This section of the Appalachian Trail is narrow, with seedheads of the native carex (Carex pensylvanica) brushing the hikers’ legs. Arching just above, ferns mingle with wood asters (below), beginning their autumn floral display in early August.
Flower buds of the common witch hazel (Hamamelis virginiana, below) are evident at higher elevations, and several display the start of autumn foliage coloring that soon will bring so many visitors to these mountains. My wife and I have become regular hikers, and with parts of the Appalachian Trail (AT) within thirty minutes of home, this is our preferred hike whenever we’re in the mood for a thousand foot (or more) climb.
Through the summer, temperatures might be ten degrees cooler than home, and there’s nothing better than a mountaintop breeze after a heart pounding climb. Arguably, tending the garden is plenty of activity, but my wife and I enjoy this equally, though I prefer the climb while she enjoys flatter ground. Like today’s trail, many sections of the AT are bordered by ephemerals through the spring, and wild flowers in late summer, and this is an equal attraction for me to the views of the valleys below.
A week ago, I was surprised to see Blackberry lilies (Belamcanda chinensis as I knew it, now Iris domestica, below) in a wild, mountaintop meadow. Surprising, because these are not native, but likely a part of a homestead’s garden that is long forgotten, with only the irises remaining.
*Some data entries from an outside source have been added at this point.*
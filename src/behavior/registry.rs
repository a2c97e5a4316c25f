//! Name-indexed store of behavior strategies.
//!
//! The registry owns one shared instance per implementation name. Overrides
//! resolve names here, so binding the same name twice hands the duck the same
//! `Arc` and repeated overrides leave identical state behind.

use crate::behavior::{BuiltinBehavior, SharedBehavior};
use crate::catalog::BehaviorCategory;
use crate::error::{SimError, SimResult};
use std::collections::BTreeMap;
use std::sync::Arc;

#[derive(Clone, Debug)]
pub struct BehaviorRegistry {
    entries: Vec<SharedBehavior>,
    by_name: BTreeMap<String, usize>,
}

impl Default for BehaviorRegistry {
    fn default() -> Self {
        Self::standard()
    }
}

impl BehaviorRegistry {
    /// Registry holding every built-in strategy.
    pub fn standard() -> Self {
        let mut registry = Self {
            entries: Vec::new(),
            by_name: BTreeMap::new(),
        };
        for builtin in BuiltinBehavior::ALL {
            registry.insert(Arc::new(builtin));
        }
        registry
    }

    /// Add a strategy under its own name. Names are never shadowed.
    pub fn register(&mut self, behavior: SharedBehavior) -> SimResult<()> {
        if self.by_name.contains_key(behavior.name()) {
            return Err(SimError::DuplicateImplementation {
                name: behavior.name().to_string(),
            });
        }
        self.insert(behavior);
        Ok(())
    }

    fn insert(&mut self, behavior: SharedBehavior) {
        self.by_name
            .insert(behavior.name().to_string(), self.entries.len());
        self.entries.push(behavior);
    }

    pub fn get(&self, name: &str) -> SimResult<SharedBehavior> {
        self.by_name
            .get(name)
            .map(|&slot| Arc::clone(&self.entries[slot]))
            .ok_or_else(|| SimError::UnknownImplementation {
                name: name.to_string(),
            })
    }

    /// Look up `name` and require that it can be bound under `category`.
    pub fn resolve(&self, category: BehaviorCategory, name: &str) -> SimResult<SharedBehavior> {
        let behavior = self.get(name)?;
        if behavior.category() != category {
            return Err(SimError::CategoryMismatch {
                name: name.to_string(),
                expected: category,
                actual: behavior.category(),
            });
        }
        Ok(behavior)
    }

    pub fn default_for(&self, category: BehaviorCategory) -> SharedBehavior {
        self.builtin(BuiltinBehavior::default_for(category))
    }

    /// Shared instance of a built-in strategy.
    pub fn builtin(&self, builtin: BuiltinBehavior) -> SharedBehavior {
        // `standard` fills the first slots in declaration order and nothing is
        // ever removed.
        Arc::clone(&self.entries[builtin as usize])
    }

    /// Strategies available for a category, in registration order.
    pub fn variants(&self, category: BehaviorCategory) -> impl Iterator<Item = &SharedBehavior> {
        self.entries
            .iter()
            .filter(move |behavior| behavior.category() == category)
    }

    pub fn iter(&self) -> impl Iterator<Item = &SharedBehavior> {
        self.entries.iter()
    }

    pub fn len(&self) -> usize {
        self.entries.len()
    }

    pub fn is_empty(&self) -> bool {
        self.entries.is_empty()
    }
}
There are, unfortunately, stretches of trail bordered only by Japanese stilt grass, but others are edged by a variety of ferns and lichen covered boulders, with masses of mountain laurels and azaleas beneath the canopy of Striped maples (Acer pensylvanicum, below). Along today’s trail were sassafras and sapling American chestnuts (below), still vigorous at this stage.
I’ve enjoyed a resurgence of butterflies in the garden this summer, and happily, every Joe Pye and bee balm along the trail is visited by swallowtails and a number of bees. My wife must listen to my naration, identifying this plant and that, but she is patient, and helpful pointing out flowers that do not stand out in my color blindness.